Previous sound money, gold specifically, was thought to be the greatest immutable commodity in the world. But with expansions of technology and government through this technology, the immutability of the physical world became naught, and was quickly wrangled into the sphere of ever expanding government dominance.
In such a spectacular way, it can be thought of as a collective post-traumatic response that bitcoiners necessitate the ability to verify every single transaction. And yet, such a response has been made obviously paramount to the purpose of Bitcoin. Without such verification, the entire network would be vulnerable to the same manipulation posed by the previous system.
It is this author’s opinion that much the same verification issue arises when Bitcoiners are presented with the reality that most food in grocery stores is altered beyond recognition. This is evidenced in Dr. Saifedean Ammous’ “How To Grill Steak And Beat Fiat Food,” in which he states, “Instead of wasting your life reading press release ‘science’ sponsored by industrial sludge food manufacturers trying to manipulate you into eating their poisons, consider trying to eat more and better meat, the world’s most complete food.”
I personally agree with this take, and believe that industrial processes have made most foods bad for consumption nutritionally. But I think the key thing to focus on is the lack of trust in scientific journal publishings, and the idea that processed food is both industrial sludge and poison.
With many scientific journals being funded by the very industries they research, it is not without reason that Dr. Ammous is suspicious of these publications. The very fiat tomfoolery which enables non-productive academia to proliferate is responsible for such encouragement of processed food consumption. In an industry that values transparency and consensus, the idea of peer-reviewed (i.e. within the same industry, and therefore often funded by the same people) journals being the determination of health is an obvious contradiction.
Indeed, on a physical level, processed food itself is entirely unlike anything found in nature. Often sugar encrusted, carbohydrate covered or otherwise unhealthily clad, processed foods are the cause of major health problems within the United States. The food does not resemble nature. Often, recipes call for raw vegetables to be processed in some form or another, whether it be by covering in vegetable oils, breading, or other forms of mixing.

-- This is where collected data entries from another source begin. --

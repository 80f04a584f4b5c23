//! Score recalculation over a whole category.
//!
//! Every structural change reruns [`recalculate`] over every entry, because
//! tier populations and intra-tier ranks of untouched entries can shift.
//! This is O(N) per operation, which holds up for personal rankings of a few
//! hundred books.

use serde::{Deserialize, Serialize};

use crate::core::error::RankError;
use crate::core::model::RankedEntry;
use crate::core::tier::Tier;

/// How scores are spread across a tier's band
#[derive(Debug, Clone, Copy, PartialEq, Serialize, Deserialize)]
#[serde(tag = "formula", rename_all = "lowercase")]
pub enum ScoreFormula
{
    /// Best in tier at band max, worst at band min, evenly spaced between
    Linear,
    /// Best in tier at band max; worst at `max - factor * width`, so with
    /// `factor < 1` the floor of the band is never reached
    Spread
    {
        factor: f64,
    },
}

impl Default for ScoreFormula
{
    fn default() -> Self
    {
        ScoreFormula::Linear
    }
}

impl ScoreFormula
{
    /// Reject spread factors outside `(0, 1]`
    pub fn validate(self) -> Result<Self, RankError>
    {
        match self
        {
            ScoreFormula::Spread { factor } if !(factor > 0.0 && factor <= 1.0) =>
            {
                Err(RankError::validation(format!("spread factor {factor} outside (0, 1]")))
            }
            other => Ok(other),
        }
    }
}

/// Round half away from zero to one decimal place
pub fn round1(x: f64) -> f64
{
    (x * 10.0).round() / 10.0
}

/// Score for the entry at 1-based `position_in_tier` among `population` tier-mates
pub fn score_for(
    tier: Tier,
    position_in_tier: usize,
    population: usize,
    formula: ScoreFormula,
) -> f64
{
    let band = tier.band();
    if population <= 1
    {
        return round1(band.midpoint());
    }

    let pos = position_in_tier.clamp(1, population);
    // 1.0 for the best in tier, 0.0 for the worst
    let fraction = (population - pos) as f64 / (population - 1) as f64;
    let raw = match formula
    {
        ScoreFormula::Linear => band.min + fraction * band.width(),
        ScoreFormula::Spread { factor } => band.max - (1.0 - fraction) * factor * band.width(),
    };
    band.clamp(round1(raw))
}

/// Recompute every score in an ordered category.
///
/// `entries` must already be sorted by `rank_position` and tier-grouped.
pub fn recalculate(
    entries: &mut [RankedEntry],
    formula: ScoreFormula,
)
{
    let mut populations = [0usize; 3];
    for e in entries.iter()
    {
        populations[tier_slot(e.tier)] += 1;
    }

    let mut seen = [0usize; 3];
    for e in entries.iter_mut()
    {
        let slot = tier_slot(e.tier);
        seen[slot] += 1;
        e.score = score_for(e.tier, seen[slot], populations[slot], formula);
    }
}

fn tier_slot(tier: Tier) -> usize
{
    match tier
    {
        Tier::Liked => 0,
        Tier::Fine => 1,
        Tier::Disliked => 2,
    }
}
//! Ranking pipeline: comparator session, rank allocation, score
//! recalculation, and a single atomic commit per structural change.
//!
//! Per operation the engine walks
//! `Start -> Comparing -> PositionResolved -> PersistingInsertAndShift ->
//! RecalculatingScores -> Done`. Until the commit, all work happens on an
//! in-memory copy of the category, so aborting before it leaves the store
//! untouched.

use std::collections::HashMap;

use chrono::{NaiveDate, Utc};
use serde::Deserialize;
use tracing::{debug, info, instrument, warn};

use crate::core::allocator::{self, Violation};
use crate::core::comparator::{self, ComparatorSession, Judge, Resolution, Step};
use crate::core::error::RankError;
use crate::core::model::{BookRef, RankedEntry, Scope};
use crate::core::scoring::{self, ScoreFormula};
use crate::core::store::RankedListStore;
use crate::core::tier::Tier;

/// Lifecycle of one ranking operation
#[derive(Debug, Clone, Copy, PartialEq, Eq)]
pub enum Phase
{
    Start,
    Comparing,
    PositionResolved,
    PersistingInsertAndShift,
    RecalculatingScores,
    Done,
}

/// An insertion whose position is not decided yet.
///
/// Holds the working copy of the category with any entry being replaced or
/// re-ranked already taken out, so that entry is never compared against,
/// shifted, or counted in a tier population.
#[derive(Debug, Clone)]
pub struct PendingInsert
{
    scope: Scope,
    working: Vec<RankedEntry>,
    entry: RankedEntry,
    replaced: Option<RankedEntry>,
}

impl PendingInsert
{
    /// Comparator session over the entry's tier-mates, best first
    pub fn session(&self) -> Step
    {
        ComparatorSession::start(allocator::tier_mates(&self.working, self.entry.tier))
    }

    pub fn entry(&self) -> &RankedEntry
    {
        &self.entry
    }

    pub fn scope(&self) -> &Scope
    {
        &self.scope
    }

    /// Previous version of the entry, if this insert overwrites one
    pub fn replaced(&self) -> Option<&RankedEntry>
    {
        self.replaced
            .as_ref()
    }

    /// Category as it stands without the entry being placed
    pub fn working(&self) -> &[RankedEntry]
    {
        &self.working
    }
}

/// Result of a completed insert or re-rank
#[derive(Debug, Clone)]
pub struct InsertOutcome
{
    /// The placed entry with its final rank and score
    pub entry: RankedEntry,
    /// The whole category after the change
    pub list: Vec<RankedEntry>,
    pub replaced: Option<RankedEntry>,
    pub comparisons: usize,
    pub skipped: bool,
}

/// One pre-ranked book from a bulk import
#[derive(Debug, Clone, Deserialize)]
pub struct ImportItem
{
    pub tier: Tier,
    /// 1-based position among the tier-mates after import
    pub position: usize,
    #[serde(flatten)]
    pub book: BookRef,
    #[serde(default)]
    pub note: Option<String>,
    #[serde(default)]
    pub finished_on: Option<NaiveDate>,
}

/// The ranking engine over a store
pub struct RankingEngine<S>
{
    store: S,
    formula: ScoreFormula,
}

impl<S: RankedListStore> RankingEngine<S>
{
    pub fn new(
        store: S,
        formula: ScoreFormula,
    ) -> Self
    {
        Self { store, formula }
    }

    pub fn store(&self) -> &S
    {
        &self.store
    }

    pub fn into_store(self) -> S
    {
        self.store
    }

    pub fn formula(&self) -> ScoreFormula
    {
        self.formula
    }

    /// Ordered, tier-grouped entries of a category
    pub fn ordered_list(
        &self,
        scope: &Scope,
    ) -> Result<Vec<RankedEntry>, RankError>
    {
        self.store
            .load(scope)
    }

    /// Prepare to place `draft` in `tier`.
    ///
    /// An existing entry with the same catalog key is taken out of the working
    /// copy first (upsert); it keeps its id and creation time.
    pub fn begin_insert(
        &self,
        mut draft: RankedEntry,
        tier: Tier,
    ) -> Result<PendingInsert, RankError>
    {
        let scope = draft.scope();
        let mut working = self
            .store
            .load(&scope)?;
        trace_phase(&scope, Phase::Start);

        draft.tier = tier;
        let existing = working
            .iter()
            .find(|e| e.book.key == draft.book.key)
            .map(|e| e.id.clone());
        let replaced = match existing
        {
            Some(id) => allocator::remove(&mut working, &id),
            None => None,
        };
        if let Some(old) = &replaced
        {
            info!(scope = %scope, key = %old.book.key, "catalog key already ranked, overwriting");
            draft.id = old
                .id
                .clone();
            draft.created_at = old.created_at;
            if draft.note.is_none()
            {
                draft.note = old
                    .note
                    .clone();
            }
            if draft.finished_on.is_none()
            {
                draft.finished_on = old.finished_on;
            }
        }

        Ok(PendingInsert { scope, working, entry: draft, replaced })
    }

    /// Prepare to move an existing entry into `tier`.
    ///
    /// The entry is removed before the tier-mate snapshot is taken.
    pub fn begin_rerank(
        &self,
        scope: &Scope,
        entry_id: &str,
        tier: Tier,
    ) -> Result<PendingInsert, RankError>
    {
        let mut working = self
            .store
            .load(scope)?;
        trace_phase(scope, Phase::Start);

        let old = allocator::remove(&mut working, entry_id)
            .ok_or_else(|| RankError::NotFound(entry_id.to_string()))?;
        let mut entry = old.clone();
        entry.tier = tier;
        entry.updated_at = Utc::now();

        Ok(PendingInsert { scope: scope.clone(), working, entry, replaced: Some(old) })
    }

    /// Place a pending entry at the resolved intra-tier index and persist the
    /// whole category in one commit.
    pub fn commit(
        &mut self,
        pending: PendingInsert,
        resolution: Resolution,
    ) -> Result<InsertOutcome, RankError>
    {
        let PendingInsert { scope, mut working, mut entry, replaced } = pending;
        trace_phase(&scope, Phase::PositionResolved);

        let position = allocator::absolute_position(&working, entry.tier, resolution.index);
        entry.updated_at = Utc::now();
        let id = entry
            .id
            .clone();

        trace_phase(&scope, Phase::PersistingInsertAndShift);
        allocator::insert_at(&mut working, entry, position);

        trace_phase(&scope, Phase::RecalculatingScores);
        scoring::recalculate(&mut working, self.formula);
        self.persist(&scope, &working)?;
        trace_phase(&scope, Phase::Done);

        let entry = working
            .iter()
            .find(|e| e.id == id)
            .cloned()
            .ok_or_else(|| RankError::persistence("placed entry missing after commit"))?;
        info!(
            scope = %scope,
            id = %entry.id,
            rank = entry.rank_position,
            score = entry.score,
            comparisons = resolution.comparisons,
            skipped = resolution.skipped,
            "entry ranked"
        );

        Ok(InsertOutcome {
            entry,
            list: working,
            replaced,
            comparisons: resolution.comparisons,
            skipped: resolution.skipped,
        })
    }

    /// Insert a new book, asking `judge` for comparisons against tier-mates
    #[instrument(level = "debug", skip_all, fields(key = %draft.book.key, tier = %tier))]
    pub fn insert<J: Judge + ?Sized>(
        &mut self,
        draft: RankedEntry,
        tier: Tier,
        judge: &mut J,
    ) -> Result<InsertOutcome, RankError>
    {
        let pending = self.begin_insert(draft, tier)?;
        let resolution = self.resolve(&pending, judge)?;
        self.commit(pending, resolution)
    }

    /// Move an entry to `tier`, re-running the comparator among its new tier-mates
    #[instrument(level = "debug", skip(self, scope, judge), fields(scope = %scope))]
    pub fn rerank<J: Judge + ?Sized>(
        &mut self,
        scope: &Scope,
        entry_id: &str,
        tier: Tier,
        judge: &mut J,
    ) -> Result<InsertOutcome, RankError>
    {
        let pending = self.begin_rerank(scope, entry_id, tier)?;
        let resolution = self.resolve(&pending, judge)?;
        self.commit(pending, resolution)
    }

    fn resolve<J: Judge + ?Sized>(
        &self,
        pending: &PendingInsert,
        judge: &mut J,
    ) -> Result<Resolution, RankError>
    {
        let step = pending.session();
        if matches!(step, Step::Compare(_))
        {
            trace_phase(&pending.scope, Phase::Comparing);
        }
        comparator::drive(step, &pending.entry.book, judge).inspect_err(|e| {
            if *e == RankError::SessionAborted
            {
                debug!(scope = %pending.scope, "session aborted, nothing written");
            }
        })
    }

    /// Remove an entry and close its slot
    #[instrument(level = "debug", skip(self, scope), fields(scope = %scope))]
    pub fn remove(
        &mut self,
        scope: &Scope,
        entry_id: &str,
    ) -> Result<Vec<RankedEntry>, RankError>
    {
        let mut working = self
            .store
            .load(scope)?;
        let removed = allocator::remove(&mut working, entry_id)
            .ok_or_else(|| RankError::NotFound(entry_id.to_string()))?;

        trace_phase(scope, Phase::RecalculatingScores);
        scoring::recalculate(&mut working, self.formula);
        self.persist(scope, &working)?;
        trace_phase(scope, Phase::Done);

        info!(scope = %scope, id = %removed.id, key = %removed.book.key, "entry removed");
        Ok(working)
    }

    /// Bulk path: place pre-ranked items without comparisons.
    ///
    /// Later items win over earlier ones with the same catalog key, and both
    /// win over rows already stored. Items are placed in (tier, position)
    /// order, then the category is rescored and committed once.
    #[instrument(level = "debug", skip(self, scope, items), fields(scope = %scope, items = items.len()))]
    pub fn import(
        &mut self,
        scope: &Scope,
        items: Vec<ImportItem>,
    ) -> Result<Vec<RankedEntry>, RankError>
    {
        if let Some(bad) = items
            .iter()
            .find(|i| i.position == 0)
        {
            return Err(RankError::validation(format!(
                "import position for '{}' must be 1 or greater",
                bad.book.key
            )));
        }

        let mut last_by_key: HashMap<String, usize> = HashMap::new();
        for (i, item) in items
            .iter()
            .enumerate()
        {
            last_by_key.insert(item.book.key.clone(), i);
        }
        let mut batch: Vec<(usize, ImportItem)> = items
            .into_iter()
            .enumerate()
            .filter(|(i, item)| last_by_key.get(&item.book.key) == Some(i))
            .collect();
        batch.sort_by_key(|(i, item)| (item.tier, item.position, *i));

        let mut working = self
            .store
            .load(scope)?;
        trace_phase(scope, Phase::PersistingInsertAndShift);
        for (_, item) in batch
        {
            let existing = working
                .iter()
                .find(|e| e.book.key == item.book.key)
                .map(|e| (e.id.clone(), e.created_at));
            let mut entry = RankedEntry::draft(scope, item.book, item.tier);
            if let Some((id, created_at)) = existing
            {
                allocator::remove(&mut working, &id);
                entry.id = id;
                entry.created_at = created_at;
            }
            entry.note = item.note;
            entry.finished_on = item.finished_on;

            let position = allocator::absolute_position(&working, item.tier, item.position - 1);
            allocator::insert_at(&mut working, entry, position);
        }

        trace_phase(scope, Phase::RecalculatingScores);
        scoring::recalculate(&mut working, self.formula);
        self.persist(scope, &working)?;
        trace_phase(scope, Phase::Done);

        info!(scope = %scope, total = working.len(), "import committed");
        Ok(working)
    }

    /// Structural violations currently persisted for a category
    pub fn check(
        &self,
        scope: &Scope,
    ) -> Result<Vec<Violation>, RankError>
    {
        let entries = self
            .store
            .load(scope)?;
        Ok(allocator::check(&entries, self.formula))
    }

    /// Full deterministic recompute from a fresh read: regroup by tier,
    /// renumber `1..N`, drop duplicate keys, rescore, commit.
    /// Idempotent, so always safe to retry.
    #[instrument(level = "debug", skip(self, scope), fields(scope = %scope))]
    pub fn repair(
        &mut self,
        scope: &Scope,
    ) -> Result<Vec<RankedEntry>, RankError>
    {
        let mut entries = self
            .store
            .load(scope)?;
        allocator::normalize(&mut entries);
        for dropped in allocator::dedupe_keys(&mut entries)
        {
            warn!(scope = %scope, id = %dropped.id, key = %dropped.book.key, "dropping duplicate entry");
        }
        scoring::recalculate(&mut entries, self.formula);
        self.store
            .commit(scope, &entries)?;
        info!(scope = %scope, total = entries.len(), "category recomputed");
        Ok(entries)
    }

    /// Commit, and on a failed write fall back to a full recompute from disk
    fn persist(
        &mut self,
        scope: &Scope,
        entries: &[RankedEntry],
    ) -> Result<(), RankError>
    {
        match self
            .store
            .commit(scope, entries)
        {
            Err(RankError::Persistence(msg)) =>
            {
                warn!(scope = %scope, error = %msg, "commit failed, recomputing category from store");
                if let Err(e) = self.repair(scope)
                {
                    warn!(scope = %scope, error = %e, "recompute after failed commit also failed");
                }
                Err(RankError::Persistence(msg))
            }
            other => other,
        }
    }
}

fn trace_phase(
    scope: &Scope,
    phase: Phase,
)
{
    debug!(scope = %scope, ?phase, "phase");
}
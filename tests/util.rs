//! Shared test utilities for integration tests
//!
//! Builds engines over in-memory stores and seeds categories through the
//! public API so every fixture goes through the real pipeline.

#![allow(dead_code)]

use shelfrank::core::allocator;
use shelfrank::core::comparator::{Answer, ScriptedJudge};
use shelfrank::core::engine::InsertOutcome;
use shelfrank::core::store::MemoryStore;
use shelfrank::{BookRef, Category, RankedEntry, RankingEngine, Scope, ScoreFormula, Tier};

/// The scope every fixture ranks into
pub fn scope() -> Scope
{
    Scope::new("ada", Category::Fiction)
}

pub fn engine() -> RankingEngine<MemoryStore>
{
    RankingEngine::new(MemoryStore::new(), ScoreFormula::Linear)
}

pub fn draft(key: &str) -> RankedEntry
{
    // Title mirrors the key so assertions can read either
    RankedEntry::draft(&scope(), BookRef::new(key, key, "Anon"), Tier::Liked)
}

/// Insert `key` at the bottom of `tier` (always prefer the existing book)
pub fn append(
    eng: &mut RankingEngine<MemoryStore>,
    key: &str,
    tier: Tier,
) -> InsertOutcome
{
    let mut judge = ScriptedJudge::new([Answer::PreferExisting; 16]);
    eng.insert(draft(key), tier, &mut judge)
        .expect("append")
}

/// Keys of the category in rank order
pub fn keys(entries: &[RankedEntry]) -> Vec<&str>
{
    entries
        .iter()
        .map(|e| e.book.key.as_str())
        .collect()
}

pub fn scores(entries: &[RankedEntry]) -> Vec<f64>
{
    entries
        .iter()
        .map(|e| e.score)
        .collect()
}

/// Assert invariants 1-4 plus key uniqueness
pub fn assert_consistent(entries: &[RankedEntry])
{
    let violations = allocator::check(entries, ScoreFormula::Linear);
    assert!(violations.is_empty(), "violations: {violations:?}");

    let mut positions: Vec<u32> = entries
        .iter()
        .map(|e| e.rank_position)
        .collect();
    positions.sort_unstable();
    let expected: Vec<u32> = (1..=entries.len() as u32).collect();
    assert_eq!(positions, expected);

    for pair in entries.windows(2)
    {
        assert!(pair[0].score >= pair[1].score, "scores must not increase down the list");
    }
}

What that leaves verification-hungry bitcoiners with, is food that has been obviously non-tampered. Food that, for thousands of years, has served as humanity’s treasure. When cavemen danced around the fire, it was not after collecting berries. It was after their hunt, an accumulative action that required great dedication and triumph over nature. This celebration of meat resonates within those who still perceive the value of such nutritionally dense food.
Meat is food that tastes fantastic with very little modification. In fact, one could entirely subsist off of untampered meat. Salt and fire are extremely effective, however, at making meat consumable for the vast majority of humanity, effectively providing the nutrients needed for sustenance.
Meat is recognizable, organically treasured, and verifiably nutritious.
Bitcoin is recognizable, organically treasured, and verifiably sound money.
While a stretch, the connection between Bitcoin and carnivory, is, at least in part, due to a desire for food as verifiably un-altered as bitcoin. When one finds themselves in a world of fiat, it quickly becomes apparent that the anthropogenic creations of modernity are often horrendous for the long term health and wealth of society. This is applied to food, and what is emitted is bitcoin carnivory.
Of course, such a thing as diet is extremely dynamic and difficult to summate in such a simplified way, but I believe there is an innate connection that has resulted in the cultural phenomenon, and it is extremely interesting to hypothesize on what that connection may be.